> **Task to carry out**
Go through the data below. Pull out every line that has the word "IoError".

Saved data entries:

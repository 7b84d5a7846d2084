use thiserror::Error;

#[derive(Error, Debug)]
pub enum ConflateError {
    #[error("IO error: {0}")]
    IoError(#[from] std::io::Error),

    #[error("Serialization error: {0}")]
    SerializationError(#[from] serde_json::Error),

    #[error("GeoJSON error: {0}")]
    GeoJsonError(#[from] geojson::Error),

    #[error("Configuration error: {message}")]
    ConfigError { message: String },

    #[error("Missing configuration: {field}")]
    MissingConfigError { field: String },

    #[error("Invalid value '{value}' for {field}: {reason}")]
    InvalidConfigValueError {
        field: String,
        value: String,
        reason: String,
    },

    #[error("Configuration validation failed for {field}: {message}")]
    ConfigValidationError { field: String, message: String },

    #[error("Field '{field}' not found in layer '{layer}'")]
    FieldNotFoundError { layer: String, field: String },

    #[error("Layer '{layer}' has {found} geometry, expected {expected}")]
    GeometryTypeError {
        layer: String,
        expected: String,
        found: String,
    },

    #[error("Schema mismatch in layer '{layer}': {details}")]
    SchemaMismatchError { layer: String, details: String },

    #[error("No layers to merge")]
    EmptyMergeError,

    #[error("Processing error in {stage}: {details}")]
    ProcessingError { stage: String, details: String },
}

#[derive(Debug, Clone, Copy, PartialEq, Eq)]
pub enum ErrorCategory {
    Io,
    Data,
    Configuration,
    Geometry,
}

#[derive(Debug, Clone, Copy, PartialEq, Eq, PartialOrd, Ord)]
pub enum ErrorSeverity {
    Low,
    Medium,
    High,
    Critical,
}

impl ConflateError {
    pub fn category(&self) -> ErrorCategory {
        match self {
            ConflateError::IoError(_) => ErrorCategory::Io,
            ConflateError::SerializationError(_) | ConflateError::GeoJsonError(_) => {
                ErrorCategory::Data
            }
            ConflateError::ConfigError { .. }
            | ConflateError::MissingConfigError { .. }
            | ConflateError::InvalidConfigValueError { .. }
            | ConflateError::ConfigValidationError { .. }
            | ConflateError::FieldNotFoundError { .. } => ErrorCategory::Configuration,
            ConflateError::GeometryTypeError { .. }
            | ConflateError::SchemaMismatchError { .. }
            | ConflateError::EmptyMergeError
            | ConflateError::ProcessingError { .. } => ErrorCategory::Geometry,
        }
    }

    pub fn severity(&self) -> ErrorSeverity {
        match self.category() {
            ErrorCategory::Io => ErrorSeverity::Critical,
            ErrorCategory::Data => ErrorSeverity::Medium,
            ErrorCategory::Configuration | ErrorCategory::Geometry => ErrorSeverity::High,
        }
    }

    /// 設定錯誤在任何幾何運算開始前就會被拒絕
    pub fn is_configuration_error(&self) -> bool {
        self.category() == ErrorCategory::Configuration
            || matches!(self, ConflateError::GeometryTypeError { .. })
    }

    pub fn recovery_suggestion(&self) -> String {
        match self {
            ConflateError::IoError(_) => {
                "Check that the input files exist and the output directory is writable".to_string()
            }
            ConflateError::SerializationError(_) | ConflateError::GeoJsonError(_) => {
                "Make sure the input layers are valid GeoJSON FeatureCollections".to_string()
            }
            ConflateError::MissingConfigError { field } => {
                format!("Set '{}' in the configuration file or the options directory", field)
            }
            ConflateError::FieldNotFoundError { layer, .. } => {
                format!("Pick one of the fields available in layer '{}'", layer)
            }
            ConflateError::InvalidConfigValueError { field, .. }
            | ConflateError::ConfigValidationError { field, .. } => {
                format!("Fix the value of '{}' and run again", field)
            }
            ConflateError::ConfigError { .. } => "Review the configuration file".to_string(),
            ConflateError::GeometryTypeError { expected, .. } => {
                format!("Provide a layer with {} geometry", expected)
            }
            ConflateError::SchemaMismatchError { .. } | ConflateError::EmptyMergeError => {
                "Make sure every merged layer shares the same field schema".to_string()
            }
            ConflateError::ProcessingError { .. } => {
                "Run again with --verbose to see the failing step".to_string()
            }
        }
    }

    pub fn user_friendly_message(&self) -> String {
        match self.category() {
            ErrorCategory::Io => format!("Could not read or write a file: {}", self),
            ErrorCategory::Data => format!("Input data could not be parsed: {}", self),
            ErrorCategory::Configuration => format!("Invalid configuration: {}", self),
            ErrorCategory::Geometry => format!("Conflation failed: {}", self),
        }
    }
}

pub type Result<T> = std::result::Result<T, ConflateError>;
---
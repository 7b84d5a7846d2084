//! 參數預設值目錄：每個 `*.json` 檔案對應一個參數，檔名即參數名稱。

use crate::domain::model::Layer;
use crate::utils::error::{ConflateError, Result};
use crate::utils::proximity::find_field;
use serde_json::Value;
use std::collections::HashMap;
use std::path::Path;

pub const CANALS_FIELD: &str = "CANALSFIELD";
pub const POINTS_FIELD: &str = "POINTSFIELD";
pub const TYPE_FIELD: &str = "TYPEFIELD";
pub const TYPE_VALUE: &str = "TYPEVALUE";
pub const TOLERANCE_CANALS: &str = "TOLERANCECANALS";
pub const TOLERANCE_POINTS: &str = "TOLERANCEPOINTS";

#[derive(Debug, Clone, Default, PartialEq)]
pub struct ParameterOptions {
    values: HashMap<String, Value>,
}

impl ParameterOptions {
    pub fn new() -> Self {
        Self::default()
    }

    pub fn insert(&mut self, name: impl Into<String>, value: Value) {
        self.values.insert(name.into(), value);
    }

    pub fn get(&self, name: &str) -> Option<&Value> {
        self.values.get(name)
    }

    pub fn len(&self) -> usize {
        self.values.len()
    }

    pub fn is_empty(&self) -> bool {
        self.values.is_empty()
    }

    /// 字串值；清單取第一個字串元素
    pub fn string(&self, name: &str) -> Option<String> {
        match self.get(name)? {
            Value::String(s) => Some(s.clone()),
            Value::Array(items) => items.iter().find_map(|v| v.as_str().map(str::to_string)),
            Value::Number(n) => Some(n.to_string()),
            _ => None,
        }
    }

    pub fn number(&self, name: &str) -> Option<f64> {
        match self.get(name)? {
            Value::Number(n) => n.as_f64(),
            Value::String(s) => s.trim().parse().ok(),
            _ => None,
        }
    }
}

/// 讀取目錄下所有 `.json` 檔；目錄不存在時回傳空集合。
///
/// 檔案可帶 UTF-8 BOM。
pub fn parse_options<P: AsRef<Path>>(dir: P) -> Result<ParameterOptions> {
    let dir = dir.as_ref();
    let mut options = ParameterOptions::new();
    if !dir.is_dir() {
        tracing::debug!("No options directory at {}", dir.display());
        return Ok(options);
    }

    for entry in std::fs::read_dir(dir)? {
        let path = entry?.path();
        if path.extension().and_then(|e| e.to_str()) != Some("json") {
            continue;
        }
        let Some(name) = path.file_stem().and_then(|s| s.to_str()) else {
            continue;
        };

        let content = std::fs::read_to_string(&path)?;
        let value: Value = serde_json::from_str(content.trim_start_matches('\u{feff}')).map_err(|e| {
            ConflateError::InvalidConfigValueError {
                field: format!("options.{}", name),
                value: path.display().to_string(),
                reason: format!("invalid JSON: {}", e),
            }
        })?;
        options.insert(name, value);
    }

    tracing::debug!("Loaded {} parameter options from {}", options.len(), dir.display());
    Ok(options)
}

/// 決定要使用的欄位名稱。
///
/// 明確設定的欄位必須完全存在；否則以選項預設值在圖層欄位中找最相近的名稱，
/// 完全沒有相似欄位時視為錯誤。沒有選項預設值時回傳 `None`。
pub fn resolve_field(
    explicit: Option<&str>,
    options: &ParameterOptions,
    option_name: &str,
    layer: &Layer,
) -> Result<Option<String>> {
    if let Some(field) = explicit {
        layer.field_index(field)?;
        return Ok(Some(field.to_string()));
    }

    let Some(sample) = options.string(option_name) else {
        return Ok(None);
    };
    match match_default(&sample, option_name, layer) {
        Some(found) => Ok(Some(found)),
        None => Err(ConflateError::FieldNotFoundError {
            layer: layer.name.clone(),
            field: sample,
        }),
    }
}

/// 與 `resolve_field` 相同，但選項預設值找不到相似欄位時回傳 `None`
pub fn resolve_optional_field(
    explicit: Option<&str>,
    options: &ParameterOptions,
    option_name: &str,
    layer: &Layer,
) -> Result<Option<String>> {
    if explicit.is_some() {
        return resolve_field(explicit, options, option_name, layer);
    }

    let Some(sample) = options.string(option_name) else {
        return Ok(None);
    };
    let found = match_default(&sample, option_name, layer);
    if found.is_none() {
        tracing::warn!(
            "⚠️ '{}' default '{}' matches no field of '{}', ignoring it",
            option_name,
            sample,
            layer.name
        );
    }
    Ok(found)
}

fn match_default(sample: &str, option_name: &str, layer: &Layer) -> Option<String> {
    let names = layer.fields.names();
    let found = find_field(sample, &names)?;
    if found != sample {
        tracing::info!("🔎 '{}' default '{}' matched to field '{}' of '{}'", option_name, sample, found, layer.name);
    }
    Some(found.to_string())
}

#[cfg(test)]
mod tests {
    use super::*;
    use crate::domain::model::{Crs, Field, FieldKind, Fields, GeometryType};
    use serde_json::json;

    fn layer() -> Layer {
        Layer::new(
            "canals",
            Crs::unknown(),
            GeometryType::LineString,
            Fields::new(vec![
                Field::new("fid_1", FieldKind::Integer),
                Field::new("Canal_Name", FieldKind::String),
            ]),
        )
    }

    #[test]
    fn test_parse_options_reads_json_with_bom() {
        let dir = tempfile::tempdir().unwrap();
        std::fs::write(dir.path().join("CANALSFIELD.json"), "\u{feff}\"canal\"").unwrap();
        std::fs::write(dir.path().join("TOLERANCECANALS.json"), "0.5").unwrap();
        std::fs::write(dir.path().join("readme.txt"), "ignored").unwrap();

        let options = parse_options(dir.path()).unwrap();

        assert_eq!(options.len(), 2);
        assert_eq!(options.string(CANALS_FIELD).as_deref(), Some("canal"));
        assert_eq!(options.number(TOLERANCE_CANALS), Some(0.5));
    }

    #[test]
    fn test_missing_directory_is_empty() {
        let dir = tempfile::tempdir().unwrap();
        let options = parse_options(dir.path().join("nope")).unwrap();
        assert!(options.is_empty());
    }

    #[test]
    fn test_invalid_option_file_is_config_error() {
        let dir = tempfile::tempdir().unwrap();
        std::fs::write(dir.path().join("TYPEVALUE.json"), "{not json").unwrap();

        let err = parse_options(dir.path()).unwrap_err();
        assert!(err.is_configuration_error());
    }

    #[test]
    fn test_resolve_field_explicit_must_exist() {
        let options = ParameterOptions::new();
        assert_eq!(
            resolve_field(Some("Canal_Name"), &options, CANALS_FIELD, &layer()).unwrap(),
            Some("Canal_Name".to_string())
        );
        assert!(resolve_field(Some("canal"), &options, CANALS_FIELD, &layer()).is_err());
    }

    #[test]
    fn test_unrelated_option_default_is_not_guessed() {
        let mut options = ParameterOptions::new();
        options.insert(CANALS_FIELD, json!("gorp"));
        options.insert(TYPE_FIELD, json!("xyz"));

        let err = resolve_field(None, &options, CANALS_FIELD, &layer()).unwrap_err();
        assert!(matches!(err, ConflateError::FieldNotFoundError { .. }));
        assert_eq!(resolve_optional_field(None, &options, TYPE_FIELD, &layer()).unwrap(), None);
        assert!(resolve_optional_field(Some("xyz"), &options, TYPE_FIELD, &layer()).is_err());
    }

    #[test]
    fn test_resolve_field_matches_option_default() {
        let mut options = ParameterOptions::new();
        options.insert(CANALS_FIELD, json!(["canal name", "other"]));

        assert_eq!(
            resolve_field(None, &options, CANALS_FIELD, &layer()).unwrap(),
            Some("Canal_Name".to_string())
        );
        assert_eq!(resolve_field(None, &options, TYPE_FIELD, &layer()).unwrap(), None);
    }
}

> **Answer box**
    IoError(#[from] std::io::Error),
            ConflateError::IoError(_) => ErrorCategory::Io,
            ConflateError::IoError(_) => {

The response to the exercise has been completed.